Am Ende dieses Prozesses stand, vom 2-4.September 2016 das CEAL Festival in Brüssel. An einem hochinspirierenden Wochenende kamen junge Changemaker aus fünf europäischen Ländern und 8 Initiativen zusammen, um den Abschluss dieser Projektphase und den Start in einen neuen Zyklus zu feiern. CEAL gehört zu einer Reihe von zeitgemäßen Initiativen, die von der Europäischen Union (ERASMUS) unterstützt werden, um das transeuropäische Lernen zu fördern. Aus mehreren Europäischen Projekten ist durch diese Zusammenarbeit ein spannendes Netzwerk https://ceal-network.org entstanden. Im Falle von CEAL sind es vor allem junge Changemaker aus ganz Europa, die in das Netzwerk ihre Erfahrungen einbringen und ihre Projekte/Methoden mit der CEAL Familie weiterentwickeln.

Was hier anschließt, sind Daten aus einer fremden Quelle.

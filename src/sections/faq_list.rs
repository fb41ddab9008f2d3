//! Inline FAQ list: disclosure widgets, answers in Markdown.

use serde_json::{Map, Value};

use crate::sections::html::{escape, items, markdown, text};
use crate::sections::RenderContext;

pub fn render(fields: &Map<String, Value>, _ctx: &RenderContext) -> String {
    let mut html = String::new();
    if let Some(title) = text(fields, "title") {
        html.push_str(&format!("<h2>{}</h2>\n", escape(title)));
    }

    html.push_str("<div class=\"faq-list\">\n");
    for item in items(fields, "items") {
        let (question, answer) = match (text(item, "question"), text(item, "answer")) {
            (Some(q), Some(a)) => (q, a),
            _ => continue,
        };
        html.push_str(&format_item(question, answer));
    }
    html.push_str("</div>");
    html
}

/// Shared with the FAQ page.
pub fn format_item(question: &str, answer_markdown: &str) -> String {
    format!(
        "<details class=\"faq\">\n<summary>{}</summary>\n<div class=\"faq__answer prose\">{}</div>\n</details>\n",
        escape(question),
        markdown(answer_markdown)
    )
}

#[cfg(test)]
mod tests {
    use super::*;
    use serde_json::json;

    #[test]
    fn test_incomplete_items_skipped() {
        let fields = json!({
            "items": [
                { "question": "Is it covered by insurance?", "answer": "Often, **yes**." },
                { "question": "No answer" },
                { "answer": "No question" }
            ]
        });
        let html = render(fields.as_object().unwrap(), &RenderContext::default());
        assert_eq!(html.matches("<details").count(), 1);
        assert!(html.contains("<strong>yes</strong>"));
    }
}
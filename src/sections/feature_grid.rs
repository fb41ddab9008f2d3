//! Feature grid: a heading and a list of titled feature cards.

use serde_json::{Map, Value};

use crate::sections::html::{escape, items, text};
use crate::sections::RenderContext;

pub fn render(fields: &Map<String, Value>, _ctx: &RenderContext) -> String {
    let mut html = String::new();
    if let Some(title) = text(fields, "title") {
        html.push_str(&format!("<h2>{}</h2>\n", escape(title)));
    }
    if let Some(intro) = text(fields, "intro") {
        html.push_str(&format!("<p class=\"lead\">{}</p>\n", escape(intro)));
    }

    html.push_str("<ul class=\"feature-grid\" role=\"list\">\n");
    for feature in items(fields, "features") {
        html.push_str("<li class=\"feature-card\">");
        if let Some(icon) = text(feature, "icon") {
            // Decorative; the title carries the meaning
            html.push_str(&format!("<span class=\"feature-card__icon\" aria-hidden=\"true\">{}</span>", escape(icon)));
        }
        if let Some(title) = text(feature, "title") {
            html.push_str(&format!("<h3>{}</h3>", escape(title)));
        }
        if let Some(description) = text(feature, "description") {
            html.push_str(&format!("<p>{}</p>", escape(description)));
        }
        html.push_str("</li>\n");
    }
    html.push_str("</ul>");
    html
}
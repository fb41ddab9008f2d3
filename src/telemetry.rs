//! Logging setup and PII redaction for log output.

use serde_json::Value;
use tracing_subscriber::{layer::SubscriberExt, util::SubscriberInitExt};

/// Fields that identify a patient and must never reach the logs.
pub const REDACTED_FIELDS: &[&str] = &["name", "email", "phone", "message"];

const REDACTED: &str = "[REDACTED]";

/// Initialise structured logging. `RUST_LOG` overrides the default filter.
pub fn init_tracing() {
    tracing_subscriber::registry()
        .with(
            tracing_subscriber::EnvFilter::try_from_default_env().unwrap_or_else(|_| {
                // Default log level: info for our crate, warn for others
                "second_opinion_site=info,tower_http=debug,axum=debug,warn".into()
            }),
        )
        .with(tracing_subscriber::fmt::layer())
        .init();
}

/// Copy of `value` with every PII field (at any depth) replaced.
pub fn redact(value: &Value) -> Value {
    match value {
        Value::Object(object) => Value::Object(
            object
                .iter()
                .map(|(key, value)| {
                    let redacted = if REDACTED_FIELDS.contains(&key.as_str()) && !value.is_null() {
                        Value::String(REDACTED.to_string())
                    } else {
                        redact(value)
                    };
                    (key.clone(), redacted)
                })
                .collect(),
        ),
        Value::Array(items) => Value::Array(items.iter().map(redact).collect()),
        other => other.clone(),
    }
}
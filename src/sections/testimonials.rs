use serde_json::{Map, Value};

use crate::sections::html::{escape, items, text};
use crate::sections::RenderContext;

pub fn render(fields: &Map<String, Value>, _ctx: &RenderContext) -> String {
    let mut html = String::new();
    if let Some(title) = text(fields, "title") {
        html.push_str(&format!("<h2>{}</h2>\n", escape(title)));
    }

    html.push_str("<div class=\"testimonials\">\n");
    for testimonial in items(fields, "testimonials") {
        let quote = match text(testimonial, "quote") {
            Some(quote) => quote,
            None => continue,
        };
        html.push_str("<figure class=\"testimonial\">");
        html.push_str(&format!("<blockquote><p>{}</p></blockquote>", escape(quote)));

        let author = text(testimonial, "author");
        let role = text(testimonial, "role");
        if author.is_some() || role.is_some() {
            html.push_str("<figcaption>");
            if let Some(author) = author {
                html.push_str(&format!("<span class=\"testimonial__author\">{}</span>", escape(author)));
            }
            if let Some(role) = role {
                html.push_str(&format!("<span class=\"testimonial__role\">{}</span>", escape(role)));
            }
            html.push_str("</figcaption>");
        }
        html.push_str("</figure>\n");
    }
    html.push_str("</div>");
    html
}
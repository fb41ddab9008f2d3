// Contact submission handlers: JSON API and the htmx-enhanced HTML form

use askama::Template;
use axum::{
    extract::{ConnectInfo, State},
    http::{HeaderMap, StatusCode},
    response::{Html, IntoResponse, Json, Response},
    Form,
};
use axum_htmx::HxRequest;
use serde_json::{Map, Value};
use std::collections::HashMap;
use std::net::SocketAddr;

use crate::contact::validation::FieldViolation;
use crate::contact::{ContactError, ContactRequest};
use crate::content::PageMetadata;
use crate::error::AppError;
use crate::web::handlers::pages::{HeadView, LayoutView};
use crate::web::AppState;

const DEFAULT_SUCCESS_MESSAGE: &str =
    "Thank you for reaching out. A member of our care team will reply within two business days.";

/// Form result swapped into the form's status region.
#[derive(Template)]
#[template(path = "partials/form_status.html")]
pub struct FormStatusTemplate {
    pub success: bool,
    pub message: String,
    pub errors: Vec<FieldViolation>,
}

/// Full-page form result for browsers without JavaScript.
#[derive(Template)]
#[template(path = "pages/message.html")]
pub struct MessageTemplate {
    pub layout: LayoutView,
    pub head: HeadView,
    pub heading: String,
    pub status: FormStatusTemplate,
}

/// POST /api/contact
pub async fn submit_json(
    State(state): State<AppState>,
    connect_info: Option<ConnectInfo<SocketAddr>>,
    headers: HeaderMap,
    Json(body): Json<Map<String, Value>>,
) -> Result<(StatusCode, Json<Value>), AppError> {
    let ip = client_ip(&headers, connect_info.map(|ConnectInfo(addr)| addr));
    state.contact.submit(&ip, ContactRequest::from_json(body)).await?;
    Ok((StatusCode::CREATED, Json(serde_json::json!({ "ok": true }))))
}

/// POST /contact/submit
///
/// htmx requests get a status fragment with 200, since htmx only swaps
/// successful responses. Plain form posts get a full page with the real status.
pub async fn submit_form(
    State(state): State<AppState>,
    HxRequest(is_htmx): HxRequest,
    connect_info: Option<ConnectInfo<SocketAddr>>,
    headers: HeaderMap,
    Form(form): Form<HashMap<String, String>>,
) -> Result<Response, AppError> {
    let ip = client_ip(&headers, connect_info.map(|ConnectInfo(addr)| addr));
    let result = state.contact.submit(&ip, ContactRequest::from_form(form)).await;
    let site = state.assembler.site().await;

    let (status_code, status) = match result {
        Ok(_) => {
            let message = site
                .contact_form
                .as_ref()
                .and_then(|settings| settings.success_message.clone())
                .unwrap_or_else(|| DEFAULT_SUCCESS_MESSAGE.to_string());
            (StatusCode::CREATED, FormStatusTemplate { success: true, message, errors: Vec::new() })
        }
        Err(error) => failure(error),
    };

    if is_htmx {
        return Ok(Html(status.render()?).into_response());
    }

    let mut metadata = PageMetadata::not_found(&site, state.assembler.site_url());
    metadata.title = format!("Contact | {}", site.site_name);
    let page = MessageTemplate {
        layout: LayoutView::from_site(&site),
        head: HeadView::from(&metadata),
        heading: if status.success { "Message sent" } else { "Message not sent" }.to_string(),
        status,
    };
    Ok((status_code, Html(page.render()?)).into_response())
}

fn failure(error: ContactError) -> (StatusCode, FormStatusTemplate) {
    let (status_code, message, errors) = match error {
        ContactError::RateLimited { retry_after } => (
            StatusCode::TOO_MANY_REQUESTS,
            format!(
                "You have sent several messages already. Please try again in {} minute(s).",
                retry_after.as_secs().div_ceil(60).max(1)
            ),
            Vec::new(),
        ),
        ContactError::Invalid(violations) => (
            StatusCode::UNPROCESSABLE_ENTITY,
            "Please correct the fields below and send again.".to_string(),
            violations,
        ),
        ContactError::CaptchaFailed => (
            StatusCode::BAD_REQUEST,
            "We could not verify that you are human. Please complete the challenge and try again.".to_string(),
            Vec::new(),
        ),
        ContactError::CaptchaUnavailable(e) => {
            tracing::error!("CAPTCHA verification unavailable: {}", e);
            (
                StatusCode::SERVICE_UNAVAILABLE,
                "Verification is temporarily unavailable. Please try again shortly.".to_string(),
                Vec::new(),
            )
        }
        ContactError::Upstream(e) => {
            tracing::error!("Contact submission upstream failure: {}", e);
            (
                StatusCode::BAD_GATEWAY,
                "Your message could not be sent. Please try again later or reach us by phone or e-mail.".to_string(),
                Vec::new(),
            )
        }
    };
    (status_code, FormStatusTemplate { success: false, message, errors })
}

/// Client address for rate limiting: first `X-Forwarded-For` hop, then
/// `X-Real-IP`, then the socket peer.
pub fn client_ip(headers: &HeaderMap, peer: Option<SocketAddr>) -> String {
    let header = |name: &str| {
        headers
            .get(name)
            .and_then(|v| v.to_str().ok())
            .map(|v| v.split(',').next().unwrap_or("").trim().to_string())
            .filter(|v| !v.is_empty())
    };

    header("x-forwarded-for")
        .or_else(|| header("x-real-ip"))
        .or_else(|| peer.map(|addr| addr.ip().to_string()))
        .unwrap_or_else(|| "unknown".to_string())
}
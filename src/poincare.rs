use rand::Rng;
use rand_chacha::ChaCha8Rng;
use serde::{Deserialize, Serialize};

use crate::error::{LogmapError, Result};
use crate::logistic::generate;

/// Lag-shifted tuples of one growth rate, ready to be scattered against each other
#[derive(Clone, Debug, PartialEq, Serialize, Deserialize)]
pub struct PoincareSet {
    pub growth: f64,
    pub lag: usize,
    pub points: Vec<Vec<f64>>,
}

/// Builds `lag`-wide tuples from consecutive values of a series.
///
/// Tuple `k` is `(series[k], series[k+1], ..., series[k+lag-1])` where `series` is `values`
/// without its first element when `skip_initial` is set. The initial condition is usually
/// not on the attractor, hence the option.
///
/// A series shorter than `lag` gives no tuple.
pub fn embed(values: &[f64], lag: usize, skip_initial: bool) -> Result<Vec<Vec<f64>>> {
    if lag == 0 {
        return Err(LogmapError::invalid("the embedding lag must be at least 1"));
    }

    let start = if skip_initial { 1 } else { 0 };
    let series = &values[start.min(values.len())..];

    Ok(series.windows(lag).map(|w| w.to_vec()).collect())
}

/// Poincaré tuples of a logistic-map run, leading initial condition dropped.
///
/// Generates `gens` generations from `init` at `growth` and returns `gens - lag` tuples,
/// tuple `k` being `(x[k+1], ..., x[k+lag])`. Use `lag = 2` for (x_t, x_t+1) pairs and
/// `lag = 3` for the 3-D attractor embedding.
///
/// # Errors
///
/// `InvalidArgument` when `gens` or `lag` is zero.
pub fn poincare_pairs(gens: usize, growth: f64, init: f64, lag: usize) -> Result<Vec<Vec<f64>>> {
    poincare_embedding(gens, growth, init, lag, true)
}

/// [`poincare_pairs`] with control over the initial condition: with `skip_initial = false`
/// the transient is kept and `gens - lag + 1` tuples are returned.
pub fn poincare_embedding(
    gens: usize,
    growth: f64,
    init: f64,
    lag: usize,
    skip_initial: bool,
) -> Result<Vec<Vec<f64>>> {
    if lag == 0 {
        return Err(LogmapError::invalid("the embedding lag must be at least 1"));
    }
    let seq = generate(gens, init, growth)?;
    embed(seq.values(), lag, skip_initial)
}

/// Embedding of `n` independent uniform draws in [0, 1), tuples built exactly as for the map.
///
/// Scattered next to a chaotic run, these fill the unit square (or cube) without the
/// parabola-shaped structure of the deterministic attractor.
pub fn random_reference(n: usize, lag: usize, rng: &mut ChaCha8Rng) -> Result<Vec<Vec<f64>>> {
    let draws: Vec<f64> = (0..n).map(|_| rng.gen_range(0.0..1.0)).collect();
    embed(&draws, lag, false)
}
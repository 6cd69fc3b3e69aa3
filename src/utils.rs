use statrs::statistics::Statistics;

/// info! that keeps ANSI colour codes only when the display is colourful (terminal output)
#[macro_export]
macro_rules! cinfo {
    ($colorful:expr, $($arg:tt)*) => {{
        let message = format!($($arg)*);
        if $colorful {
            log::info!("{}", message);
        } else {
            log::info!("{}", $crate::utils::strip_ansi(&message));
        }
    }};
}

/// Removes ANSI escape sequences (`\x1b[...m`) from a string
pub fn strip_ansi(s: &str) -> String {
    let mut out = String::with_capacity(s.len());
    let mut chars = s.chars().peekable();
    while let Some(c) = chars.next() {
        if c == '\x1b' && chars.peek() == Some(&'[') {
            chars.next();
            // skip parameters up to the final byte of the sequence
            for c in chars.by_ref() {
                if c.is_ascii_alphabetic() {
                    break;
                }
            }
        } else {
            out.push(c);
        }
    }
    out
}

/// `steps` evenly spaced values from `start` to `stop`, both included.
/// A single step returns `[start]`, zero steps an empty vector.
pub fn linspace(start: f64, stop: f64, steps: usize) -> Vec<f64> {
    match steps {
        0 => Vec::new(),
        1 => vec![start],
        _ => {
            let delta = (stop - start) / (steps - 1) as f64;
            (0..steps)
                .map(|i| if i == steps - 1 { stop } else { start + delta * i as f64 })
                .collect()
        }
    }
}

/// Mean and sample standard deviation of the finite values of a slice.
/// Returns (NaN, NaN) when no finite value is available.
pub fn mean_and_std(values: &[f64]) -> (f64, f64) {
    let finite: Vec<f64> = values.iter().copied().filter(|x| x.is_finite()).collect();
    match finite.len() {
        0 => (f64::NAN, f64::NAN),
        1 => (finite[0], 0.0),
        _ => (finite.iter().mean(), finite.iter().std_dev()),
    }
}

/// Smallest and largest finite values, None if there are none
pub fn finite_range(values: &[f64]) -> Option<(f64, f64)> {
    values
        .iter()
        .copied()
        .filter(|x| x.is_finite())
        .fold(None, |acc, x| match acc {
            None => Some((x, x)),
            Some((lo, hi)) => Some((lo.min(x), hi.max(x))),
        })
}
use flexi_logger::{FileSpec, Logger, LoggerHandle, WriteMode};
use log::{error, info, warn};
use signal_hook::consts::{SIGHUP, SIGTERM};
use signal_hook::iterator::Signals;

use std::sync::atomic::{AtomicBool, Ordering};
use std::sync::Arc;
use std::thread;

use logmap::param::{self, Param};
use logmap::{cinfo, run};

fn start_logger(param: &Param) -> Result<LoggerHandle, flexi_logger::FlexiLoggerError> {
    if !param.general.log_base.is_empty() {
        Logger::try_with_str(&param.general.log_level)?
            .log_to_file(
                FileSpec::default()
                    .basename(&param.general.log_base)
                    .suffix(&param.general.log_suffix),
            )
            .write_mode(WriteMode::BufferAndFlush)
            .format_for_files(flexi_logger::detailed_format)
            .start()
    } else {
        Logger::try_with_str(&param.general.log_level)?
            .log_to_stdout()
            .write_mode(WriteMode::Direct)
            .format_for_stdout(flexi_logger::default_format)
            .start()
    }
}

fn main() {
    let param_file = std::env::args().nth(1).unwrap_or_else(|| "param.yaml".to_string());
    let param = match param::get(param_file.clone()) {
        Ok(param) => param,
        Err(e) => {
            eprintln!("Unable to load parameters from {}: {}", param_file, e);
            std::process::exit(1);
        }
    };

    // Handle kept alive until the end of main so that buffered lines are flushed
    let _logger = match start_logger(&param) {
        Ok(handle) => handle,
        Err(e) => {
            eprintln!("Unable to start logger: {}", e);
            std::process::exit(1);
        }
    };

    info!("logmap {} | parameters from {}", logmap::version(), param_file);

    let running = Arc::new(AtomicBool::new(true));
    match Signals::new([SIGTERM, SIGHUP]) {
        Ok(mut signals) => {
            let r = Arc::clone(&running);
            thread::spawn(move || {
                for sig in signals.forever() {
                    warn!("Received signal {}, stopping after the current analysis...", sig);
                    r.store(false, Ordering::Relaxed);
                }
            });
        }
        Err(e) => warn!("Unable to register signal handlers: {}", e),
    }

    let exp = match run(&param, Arc::clone(&running)) {
        Ok(exp) => exp,
        Err(e) => {
            error!("{}", e);
            std::process::exit(1);
        }
    };

    cinfo!(param.general.display_colorful, "{}", exp.display_results());

    if !param.general.export_dir.is_empty() {
        match exp.export_tsv(&param.general.export_dir) {
            Ok(paths) => info!("{} TSV files written in {}", paths.len(), param.general.export_dir),
            Err(e) => error!("TSV export failed: {}", e),
        }
    }

    if !param.general.save_exp.is_empty() {
        match exp.save_auto(&param.general.save_exp) {
            Ok(()) => info!("Experiment saved to {}", param.general.save_exp),
            Err(e) => error!("Unable to save experiment: {}", e),
        }
    }
}
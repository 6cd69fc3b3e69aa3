use std::io;
use thiserror::Error;

/// Result type alias using [`LogmapError`].
pub type Result<T> = std::result::Result<T, LogmapError>;

/// Errors raised by the generator, the analyses and the exporters.
#[derive(Error, Debug)]
pub enum LogmapError {
    /// A count or size argument cannot produce a meaningful result (zero generations, zero lag...).
    #[error("Invalid argument: {0}")]
    InvalidArgument(String),

    /// The parameter file is inconsistent.
    #[error("Invalid configuration: {0}")]
    Config(String),

    #[error("I/O error: {0}")]
    Io(#[from] io::Error),

    #[error("TSV export error: {0}")]
    Csv(#[from] csv::Error),

    #[error("Serialization error: {0}")]
    Serialization(String),

    #[error("Unable to build thread pool: {0}")]
    ThreadPool(#[from] rayon::ThreadPoolBuildError),
}

impl LogmapError {
    pub fn invalid<S: Into<String>>(msg: S) -> Self {
        LogmapError::InvalidArgument(msg.into())
    }
}

#[cfg(test)]
mod tests {
    use super::*;

    #[test]
    fn test_error_display() {
        let err = LogmapError::invalid("gens must be >= 1");
        assert_eq!(err.to_string(), "Invalid argument: gens must be >= 1");

        let err = LogmapError::Config("r_start > r_stop".to_string());
        assert_eq!(err.to_string(), "Invalid configuration: r_start > r_stop");
    }

    #[test]
    fn test_io_error_conversion() {
        let io_err = io::Error::new(io::ErrorKind::NotFound, "missing");
        let err: LogmapError = io_err.into();
        assert!(matches!(err, LogmapError::Io(_)));
        assert!(err.to_string().contains("missing"));
    }
}
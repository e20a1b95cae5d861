/// Freeze-frame replay state
///
/// Holds the most recent event frame and its trigger time. There is no
/// explicit Active -> Idle transition: activity is a pure predicate over
/// `(now, started, duration)`, and the captured frame simply stays in place
/// until the next trigger overwrites it. Re-triggering while active
/// overwrites both the frame and the timestamp; nothing queues or stacks.
use std::time::{Duration, Instant};

use image::RgbaImage;

pub struct FreezeFrame {
    captured: Option<RgbaImage>,
    started: Option<Instant>,
    duration: Duration,
    alpha: f32,
}

impl FreezeFrame {
    /// `duration_secs` is how long the replay overlay stays active after a
    /// trigger; `alpha` is the weight of the frozen frame in the blend.
    pub fn new(duration_secs: f64, alpha: f32) -> Self {
        Self {
            captured: None,
            started: None,
            duration: Duration::from_secs_f64(duration_secs),
            alpha,
        }
    }

    /// Store a copy of the (already annotated) frame and mark `now` as the
    /// trigger time.
    pub fn capture(&mut self, frame: &RgbaImage, now: Instant) {
        self.captured = Some(frame.clone());
        self.started = Some(now);
    }

    /// True while the replay overlay should be applied: strictly less than
    /// the configured duration has elapsed since the last trigger. Elapsed
    /// time exactly equal to the duration counts as expired.
    pub fn is_active(&self, now: Instant) -> bool {
        match self.started {
            Some(started) => now.saturating_duration_since(started) < self.duration,
            None => false,
        }
    }

    /// Per-pixel convex combination of the captured frame and the live
    /// frame, with `alpha` weighting the captured side.
    ///
    /// Computed as `live + alpha * (captured - live)` per channel, which
    /// keeps `blend(f, f) == f` exact. Falls back to the live frame when no
    /// capture exists or dimensions disagree.
    pub fn blend(&self, live: &RgbaImage) -> RgbaImage {
        let Some(captured) = &self.captured else {
            return live.clone();
        };
        if captured.dimensions() != live.dimensions() {
            tracing::warn!(
                captured = ?captured.dimensions(),
                live = ?live.dimensions(),
                "captured frame dimensions disagree with live frame, skipping blend"
            );
            return live.clone();
        }

        let mut out = live.clone();
        for (o, c) in out
            .as_flat_samples_mut()
            .samples
            .iter_mut()
            .zip(captured.as_raw().iter())
        {
            let l = *o as f32;
            let v = l + self.alpha * (*c as f32 - l);
            *o = v.round().clamp(0.0, 255.0) as u8;
        }
        out
    }

    pub fn captured(&self) -> Option<&RgbaImage> {
        self.captured.as_ref()
    }
}
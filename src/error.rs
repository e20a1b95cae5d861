use thiserror::Error;

/// Application-level errors using thiserror for structured error handling.
///
/// These errors represent domain-specific failures that can occur during
/// application operation. They provide context and can be chained with anyhow.

#[derive(Error, Debug)]
pub enum ConfigError {
    #[error("Failed to load configuration from {path}")]
    LoadFailed {
        path: String,
        #[source]
        source: Box<dyn std::error::Error + Send + Sync>,
    },

    #[error("Failed to save configuration to {path}")]
    SaveFailed {
        path: String,
        #[source]
        source: Box<dyn std::error::Error + Send + Sync>,
    },

    #[error("Invalid configuration: {0}")]
    Invalid(String),

    #[error("Failed to create config directory: {path}")]
    DirectoryCreationFailed {
        path: String,
        #[source]
        source: std::io::Error,
    },
}

#[derive(Error, Debug)]
pub enum CaptureError {
    #[error("Failed to open camera {index}")]
    OpenFailed {
        index: i32,
        #[source]
        source: Box<dyn std::error::Error + Send + Sync>,
    },

    #[error("Camera {0} not found")]
    CameraNotFound(i32),

    #[error("Failed to read frame from camera")]
    ReadFailed(#[source] Box<dyn std::error::Error + Send + Sync>),

    #[error("Video stream ended")]
    StreamEnded,

    #[error("Unsupported frame layout: {0}")]
    BadFrame(String),
}

/// Type alias for application Results using anyhow for context chaining
pub type AppResult<T> = anyhow::Result<T>;

#[cfg(test)]
mod tests {
    use super::*;
    use std::error::Error;

    #[test]
    fn test_error_display() {
        let err = ConfigError::Invalid("blend_alpha must be in (0, 1]".to_string());
        assert_eq!(
            err.to_string(),
            "Invalid configuration: blend_alpha must be in (0, 1]"
        );

        let err = CaptureError::StreamEnded;
        assert_eq!(err.to_string(), "Video stream ended");

        let err = CaptureError::CameraNotFound(2);
        assert_eq!(err.to_string(), "Camera 2 not found");
    }

    #[test]
    fn test_error_source_chain() {
        use std::io;

        let io_err = io::Error::new(io::ErrorKind::NotFound, "file not found");
        let config_err = ConfigError::LoadFailed {
            path: "/test/config.json".to_string(),
            source: Box::new(io_err),
        };

        assert!(config_err.source().is_some());
        assert_eq!(
            config_err.to_string(),
            "Failed to load configuration from /test/config.json"
        );
    }
}
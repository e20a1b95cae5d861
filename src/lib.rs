//! Ball-tracking VAR system.
//!
//! Classifies the position of a tracked ball within a live video stream into
//! semantic zones (goal area, handball area, neutral) and drives a small
//! event/state machine: a persistent scoreboard, a timed freeze-frame replay
//! overlay, and per-frame overlay annotations.
//!
//! The library is pure Rust and operates on [`image::RgbaImage`] buffers; the
//! `camera` feature adds the OpenCV-backed capture/display front-end used by
//! the `var-vision` binary.

pub mod config;
pub mod detection;
pub mod error;
pub mod geometry;
pub mod overlay;
pub mod state;
pub mod utils;
pub mod vision;

#[cfg(feature = "camera")]
pub mod capture;

pub use config::Config;
pub use detection::{FrameEvent, FrameOutput, FramePipeline, MatchState};
pub use state::{Scoreboard, Side};
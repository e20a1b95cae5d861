/// State management module
///
/// The only cross-frame mutable state in the system: the scoreboard and the
/// freeze-frame replay. Both are plain structs owned by the caller and
/// threaded through the pipeline by reference.

pub mod freeze;
pub mod scoreboard;

// Re-export commonly used types
pub use freeze::FreezeFrame;
pub use scoreboard::{Scoreboard, Side};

Nach einer ersten, beinahe zweijährigen Phase der Kollaboration „from roots to fuits“, konnten nun in Brüssel Erfahrungen ausgetauscht, Erfolge gefeiert und gemeinsam in die Zukunft geschaut werden. Das straff getaktete Programm des Festivals ließ uns Best Practice Initiativen in Brüssel besuchen, es bat uns in Co-Kreative Workshops und erweiterte unseren Horizont durch inspirierte Kurzvorträge. Natürlich blieb auch noch Zeit für Musik, Tanz und gesundes Essen, dass fast ausschließlich kostenfrei von lokalen Partnern zur Verfügung gestellt wurde.
Workshops
Teilnehmer konnten zwischen verschiedenen Workshops in unterschiedlichen Brüsseler Co-Working Cafés wählen. Geleitet wurden diese von eingeladenen Experten oder CEAL Partnern. Im Herzen von CEAL´s Herangehensweise liegt das Herausbilden von sozialunternehmerisch geprägten Initiativen zur Stärkung lokaler Gemeinschaften. Einige Workshops stellten Erfolgsmodelle zur Diskussion, andere beschäftigten sich mit der Frage, was die geeigneten Werkzeuge sind, um das Wohlbefinden in Gemeinschaften zu stärken oder wie entrepreneurship action learning als Innovationsmodell an Universitäten und Schulen einhalten kann.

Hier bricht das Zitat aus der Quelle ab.